//! Error types for tag rendering.

/// Error produced while rendering a document.
///
/// Malformed or unmatched tags never produce an error; they are left in the
/// output as literal text.
#[derive(Debug, Clone, PartialEq, Eq, thiserror::Error)]
#[non_exhaustive]
pub enum RenderError {
    /// Container tags (`[rtl]`, `[ltr]`, `[mono]`) nested deeper than allowed.
    #[error("nesting too deep: container tags exceed the limit of {limit} levels")]
    NestingTooDeep {
        /// Configured maximum nesting depth.
        limit: usize,
    },
}
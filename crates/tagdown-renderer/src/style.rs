//! Style block prepended to the first rendered document.

/// Build the `<style>` block defining the classes emitted by the tag
/// transformers.
///
/// The block ends with a newline so that the document that follows starts on
/// its own line and the Markdown engine treats the block as raw HTML.
#[must_use]
pub fn style_block(monospace_font: &str) -> String {
    format!(
        "<style>
.video-responsive {{
    position: relative;
    padding-bottom: 56.25%;
    height: 0;
    overflow: hidden;
    max-width: 100%;
    background: #000;
}}
.video-responsive iframe {{
    position: absolute;
    top: 0;
    left: 0;
    width: 100%;
    height: 100%;
}}
.rtl, .rtl * {{
    direction: rtl;
    unicode-bidi: isolate;
    text-align: right;
}}
.ltr, .ltr * {{
    direction: ltr;
    unicode-bidi: isolate;
    text-align: left;
}}
.mono {{
    font-family: {monospace_font};
}}
</style>
"
    )
}
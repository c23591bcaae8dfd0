//! `tagdown render` command implementation.

use std::io::{self, Write};
use std::path::{Path, PathBuf};

use clap::Args;
use tagdown_config::{CliSettings, Config};
use tagdown_renderer::{DEFAULT_MAX_DEPTH, MarkdownEngine, TagRenderer};

use crate::error::CliError;
use crate::output::Output;

/// Input path that stands for standard input.
const STDIN_MARKER: &str = "-";

/// Arguments for the render command.
#[derive(Args)]
pub(crate) struct RenderArgs {
    /// Markdown files to render, in order (default: stdin).
    inputs: Vec<PathBuf>,

    /// Write HTML to this file instead of stdout.
    #[arg(short, long)]
    output: Option<PathBuf>,

    /// Path to configuration file (default: auto-discover tagdown.toml).
    #[arg(short, long)]
    config: Option<PathBuf>,

    /// Font family for `[mono]` blocks (overrides config).
    #[arg(long)]
    font: Option<String>,

    /// Extra named color as NAME=VALUE (repeatable, overrides config).
    #[arg(long = "color", value_name = "NAME=VALUE", value_parser = parse_color_override)]
    colors: Vec<(String, String)>,

    /// Maximum nesting depth of container tags.
    #[arg(long, default_value_t = DEFAULT_MAX_DEPTH)]
    max_depth: usize,

    /// Enable verbose output.
    #[arg(short, long)]
    pub verbose: bool,
}

impl RenderArgs {
    /// Execute the render command.
    ///
    /// # Errors
    ///
    /// Returns an error if configuration fails, an input cannot be read, a
    /// document nests containers too deeply, or the output cannot be written.
    pub(crate) fn execute(self) -> Result<(), CliError> {
        let cli_settings = CliSettings {
            monospace_font: self.font,
            colors: self.colors,
        };
        let config = Config::load(self.config.as_deref(), Some(&cli_settings))?;

        let renderer =
            TagRenderer::new(&config.renderer_config()).with_max_depth(self.max_depth);
        let html = render_inputs(&renderer, &self.inputs)?;

        if let Some(path) = &self.output {
            std::fs::write(path, &html)?;
            Output::new().success(&format!("Wrote {}", path.display()));
        } else {
            let mut stdout = io::stdout().lock();
            stdout.write_all(html.as_bytes())?;
            stdout.flush()?;
        }

        Ok(())
    }
}

/// Parse a `NAME=VALUE` color override.
fn parse_color_override(arg: &str) -> Result<(String, String), String> {
    let (name, value) = arg
        .split_once('=')
        .ok_or_else(|| format!("expected NAME=VALUE, got `{arg}`"))?;
    let name = name.trim();
    let value = value.trim();
    if name.is_empty() || value.is_empty() {
        return Err(format!("color name and value must not be empty in `{arg}`"));
    }
    Ok((name.to_owned(), value.to_owned()))
}

/// Render every input with one renderer, concatenating the HTML.
///
/// No inputs means a single read from stdin.
fn render_inputs<E: MarkdownEngine>(
    renderer: &TagRenderer<E>,
    inputs: &[PathBuf],
) -> Result<String, CliError> {
    let stdin_only = [PathBuf::from(STDIN_MARKER)];
    let inputs = if inputs.is_empty() {
        &stdin_only[..]
    } else {
        inputs
    };

    let mut html = String::new();
    for input in inputs {
        let markdown = read_input(input)?;
        tracing::debug!(input = %input.display(), bytes = markdown.len(), "Rendering");
        html.push_str(&renderer.render(&markdown)?);
    }
    Ok(html)
}

fn read_input(path: &Path) -> Result<String, CliError> {
    if path == Path::new(STDIN_MARKER) {
        return Ok(io::read_to_string(io::stdin())?);
    }
    std::fs::read_to_string(path).map_err(|source| CliError::Input {
        path: path.display().to_string(),
        source,
    })
}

* Problem
Beginning with the very first line of the material, please return exactly each line down to and including the one with "#[derive(Debug, Clone, PartialEq, Eq, thiserror::Error)]".

* Response
//! Error types for tag rendering.

/// Error produced while rendering a document.
///
/// Malformed or unmatched tags never produce an error; they are left in the
/// output as literal text.
#[derive(Debug, Clone, PartialEq, Eq, thiserror::Error)]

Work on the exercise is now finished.